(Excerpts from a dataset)
//! # capsule-harness — Flow Runner
//!
//! Executes flow files against the canonicalizer, hasher and observers of
//! the lower crates and produces a [`RunResult`].
//!
//! ## Modules
//!
//! - **Store** (`store.rs`): the [`CapsuleStore`] interface and the
//!   filesystem-backed [`LocalStore`].
//! - **Flow** (`flow.rs`): flow document parsing, JSON or YAML.
//! - **Trace** (`trace.rs`): builds one [`TraceEntry`] per loadable step.
//! - **Enforcement** (`enforcement.rs`): the memory-commit consent gate and
//!   the `expect_failure` inversion of enforcement violations.
//! - **Adapter** (`adapter.rs`): the async [`ExecutionAdapter`] seam with
//!   mock and no-op implementations.
//! - **Runner** (`runner.rs`): the step loop.
//! - **Config** (`config.rs`): [`HarnessConfig`].
//!
//! ## Crate Policy
//!
//! - Operational errors never escape a run; each becomes one `Failure`.
//! - No global state. Every run builds its own observers.
//!
//! [`TraceEntry`]: capsule_core::TraceEntry

pub mod adapter;
pub mod config;
pub mod enforcement;
pub mod error;
pub mod flow;
pub mod runner;
pub mod store;
pub mod trace;

pub use adapter::{AdapterResponse, DispatchContext, ExecutionAdapter, MockAdapter, NoopAdapter};
pub use config::{HarnessConfig, StoreConfig};
pub use enforcement::{apply_expectation, enforce, MEMORY_COMMIT_SCOPE};
pub use error::{AdapterError, ConfigError, FlowError, StoreError};
pub use flow::{FlowSpec, FlowStep, StepDecl};
pub use runner::{RunResult, Runner};
pub use store::{CapsuleStore, LocalStore};
pub use trace::{LoadedStep, TraceBuilder};
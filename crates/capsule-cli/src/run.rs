//! # Run Subcommand
//!
//! Runs a flow file through the harness. Without `--out` the full result
//! document goes to stdout; with it the result is written to the file and
//! a short `{ok, flow_id, out}` summary is printed instead.

use std::path::{Path, PathBuf};

use anyhow::{Context, Result};
use clap::{Args, ValueEnum};
use serde_json::json;

use capsule_harness::{
    CapsuleStore, HarnessConfig, LocalStore, MockAdapter, NoopAdapter, RunResult, Runner,
};

use crate::{print_json, EXIT_FAILURES};

/// Execution adapter to dispatch capsules to.
#[derive(Debug, Clone, Copy, PartialEq, Eq, ValueEnum)]
pub enum AdapterKind {
    /// Deterministic mock responses.
    Mock,
    /// Accept everything silently.
    Noop,
}

/// Arguments for `capsule run`.
#[derive(Args, Debug)]
pub struct RunArgs {
    /// Flow file (JSON or YAML).
    #[arg(value_name = "FLOW")]
    pub flow: PathBuf,

    /// Write the result document here instead of stdout.
    #[arg(long, value_name = "FILE")]
    pub out: Option<PathBuf>,

    /// Dispatch every loaded capsule to an adapter. Structural-only when
    /// omitted.
    #[arg(long, value_enum)]
    pub adapter: Option<AdapterKind>,
}

/// Execute `capsule run` on a fresh single-threaded runtime.
pub fn run_run(args: &RunArgs, config: &HarnessConfig) -> Result<u8> {
    let runtime = tokio::runtime::Builder::new_current_thread()
        .enable_all()
        .build()
        .context("failed to start async runtime")?;
    let result = runtime.block_on(execute(args, config));
    report(&result, args.out.as_deref())
}

/// Run the flow described by `args`.
pub async fn execute(args: &RunArgs, config: &HarnessConfig) -> RunResult {
    let runner = Runner::from_config(config);
    let runner = match args.adapter {
        Some(AdapterKind::Mock) => runner.with_adapter(MockAdapter),
        Some(AdapterKind::Noop) => runner.with_adapter(NoopAdapter),
        None => runner,
    };
    runner.run_flow(&args.flow).await
}

/// Emit the result and map it to an exit code.
pub fn report(result: &RunResult, out: Option<&Path>) -> Result<u8> {
    match out {
        Some(out) => {
            let doc = serde_json::to_value(result)?;
            LocalStore::default()
                .save(out, &doc)
                .with_context(|| format!("failed to write result: {}", out.display()))?;
            print_json(&json!({
                "ok": result.ok,
                "flow_id": result.flow_id,
                "out": out.display().to_string(),
            }))?;
        }
        None => print_json(result)?,
    }
    if result.ok {
        Ok(0)
    } else {
        tracing::warn!(failures = result.failures.len(), "run reported failures");
        Ok(EXIT_FAILURES)
    }
}
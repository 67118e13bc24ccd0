//! Classifies memory capsules into requests, commits and references.
//! Produces no failures; enforcement reads commit state from the trace
//! entry and the consent snapshot.

use capsule_core::{CapsuleEvent, CapsuleHash, CapsuleType, Failure, MemoryRecord, TraceEntry};
use serde::{Deserialize, Serialize};

use crate::Observer;

#[derive(Debug, Clone, PartialEq, Eq, Serialize, Deserialize)]
pub struct MemoryEvent {
    #[serde(rename = "type")]
    pub kind: CapsuleType,
    pub memory_id: Option<String>,
    pub actor: Option<String>,
    pub capsule_hash: Option<CapsuleHash>,
    #[serde(default, skip_serializing_if = "Option::is_none")]
    pub consent_reference: Option<String>,
}

#[derive(Debug, Clone, Default, PartialEq, Eq, Serialize, Deserialize)]
pub struct MemorySnapshot {
    pub requests: Vec<MemoryEvent>,
    pub commits: Vec<MemoryEvent>,
    pub references: Vec<MemoryEvent>,
}

#[derive(Debug, Default)]
pub struct MemoryObserver {
    state: MemorySnapshot,
}

impl MemoryObserver {
    pub fn new() -> Self {
        Self::default()
    }
}

fn memory_event(
    entry: &TraceEntry,
    record: &MemoryRecord,
    consent_reference: Option<&String>,
) -> MemoryEvent {
    MemoryEvent {
        kind: entry.capsule.capsule_type.clone(),
        memory_id: record.memory_id.clone(),
        actor: record.actor.clone(),
        capsule_hash: entry.capsule_hash().cloned(),
        consent_reference: consent_reference.cloned(),
    }
}

impl Observer for MemoryObserver {
    type Snapshot = MemorySnapshot;

    fn observe(&mut self, entry: &TraceEntry) -> Vec<Failure> {
        match &entry.event {
            CapsuleEvent::MemoryRequest(record) => {
                self.state.requests.push(memory_event(entry, record, None));
            }
            CapsuleEvent::MemoryCommit {
                record,
                consent_reference,
            } => {
                self.state
                    .commits
                    .push(memory_event(entry, record, consent_reference.as_ref()));
            }
            CapsuleEvent::MemoryReference(record) => {
                self.state.references.push(memory_event(entry, record, None));
            }
            CapsuleEvent::ConsentAssertion { .. }
            | CapsuleEvent::ConsentRevocation
            | CapsuleEvent::PolicyAssertion { .. }
            | CapsuleEvent::PolicyRevocation { .. }
            | CapsuleEvent::Unhandled(_) => {}
        }
        Vec::new()
    }

    fn snapshot(&self) -> MemorySnapshot {
        self.state.clone()
    }
}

▶ **Exercise requirements**:
Copy out each line of the records where the string "crates" appears.

▶ **Answer section**:
//! the lower crates and produces a [`RunResult`].
filename crates/capsule-cli/src/run.rs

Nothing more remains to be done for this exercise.